ASSIGNED TASK: Scan the entries below, and for each line that includes the word "EvidenceRecord", make a copy.

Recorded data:
————
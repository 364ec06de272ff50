use serde::{Deserialize, Serialize};
use std::collections::{BTreeMap, BTreeSet};

use crate::evidence::{self, EvidenceRecord, EvidenceType};

// 渲染层直接展示这些名字，属于对外契约，不能改
pub const EXCESSIVE_VELOCITY_7D: &str = "excessive_velocity_7d";
pub const SUSPICIOUS_VELOCITY_1D: &str = "suspicious_velocity_1d";
pub const SIGNAL_CONFLICT: &str = "signal_conflict";
pub const LOW_CONSENSUS: &str = "low_consensus";

#[derive(Debug, Clone, Copy, PartialEq, Eq, PartialOrd, Ord, Serialize, Deserialize)]
#[serde(rename_all = "snake_case")]
pub enum RiskLevel {
    Low,
    Medium,
    High,
}

impl RiskLevel {
    /// <30 低，30..=70 中，>70 高
    pub fn from_percentage(pct: f64) -> Self {
        if pct > 70.0 {
            RiskLevel::High
        } else if pct >= 30.0 {
            RiskLevel::Medium
        } else {
            RiskLevel::Low
        }
    }
}

#[derive(Debug, Clone, PartialEq, Serialize, Deserialize)]
pub struct FraudRisk {
    pub risk_level: RiskLevel,
    pub risk_percentage: f64,
    pub suspicious_patterns: BTreeSet<String>,
}

/// 欺诈风险估计器
///
/// 每个触发的可疑模式贡献一个固定增量，累加后截断到 [0, 100]。
/// 外部传入的模式如果不在表里，按 `default_increment` 计。
#[derive(Debug, Clone)]
pub struct FraudEstimator {
    increments: BTreeMap<String, f64>,
    default_increment: f64,
}

impl Default for FraudEstimator {
    fn default() -> Self {
        let increments = [
            (SUSPICIOUS_VELOCITY_1D, 75.0),
            (EXCESSIVE_VELOCITY_7D, 45.0),
            (SIGNAL_CONFLICT, 25.0),
            (LOW_CONSENSUS, 20.0),
        ]
        .into_iter()
        .map(|(name, inc)| (name.to_string(), inc))
        .collect();

        Self {
            increments,
            default_increment: 30.0,
        }
    }
}

impl FraudEstimator {
    pub fn increment_for(&self, pattern: &str) -> f64 {
        self.increments
            .get(pattern)
            .copied()
            .unwrap_or(self.default_increment)
    }

    /// 组合证据上检测到的模式与外部给出的模式
    pub fn estimate<S: AsRef<str>>(&self, evidence: &[EvidenceRecord], external: &[S]) -> FraudRisk {
        let mut patterns: BTreeSet<String> = detect_patterns(evidence);
        patterns.extend(
            external
                .iter()
                .map(|p| p.as_ref().trim())
                .filter(|p| !p.is_empty())
                .map(str::to_string),
        );

        let risk_percentage = patterns
            .iter()
            .map(|p| self.increment_for(p))
            .sum::<f64>()
            .clamp(0.0, 100.0);

        FraudRisk {
            risk_level: RiskLevel::from_percentage(risk_percentage),
            risk_percentage,
            suspicious_patterns: patterns,
        }
    }
}

/// 证据之间的可疑模式
///
/// - 核心信号至少三类在场，且最高分与最低分相差 >= 80：`signal_conflict`
/// - 交叉验证分 < 20：`low_consensus`
pub fn detect_patterns(evidence: &[EvidenceRecord]) -> BTreeSet<String> {
    let mut found = BTreeSet::new();

    let core: Vec<f64> = EvidenceType::CORE
        .iter()
        .filter_map(|kind| evidence::find(evidence, *kind))
        .map(|e| e.score)
        .collect();
    if core.len() >= 3 {
        let max = core.iter().copied().fold(f64::MIN, f64::max);
        let min = core.iter().copied().fold(f64::MAX, f64::min);
        if max - min >= 80.0 {
            found.insert(SIGNAL_CONFLICT.to_string());
        }
    }

    if let Some(cc) = evidence::find(evidence, EvidenceType::CrossCorpus) {
        if cc.score < 20.0 {
            found.insert(LOW_CONSENSUS.to_string());
        }
    }

    found
}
————
RESPONSE AREA:
use crate::evidence::{self, EvidenceRecord, EvidenceType};
    pub fn estimate<S: AsRef<str>>(&self, evidence: &[EvidenceRecord], external: &[S]) -> FraudRisk {
pub fn detect_patterns(evidence: &[EvidenceRecord]) -> BTreeSet<String> {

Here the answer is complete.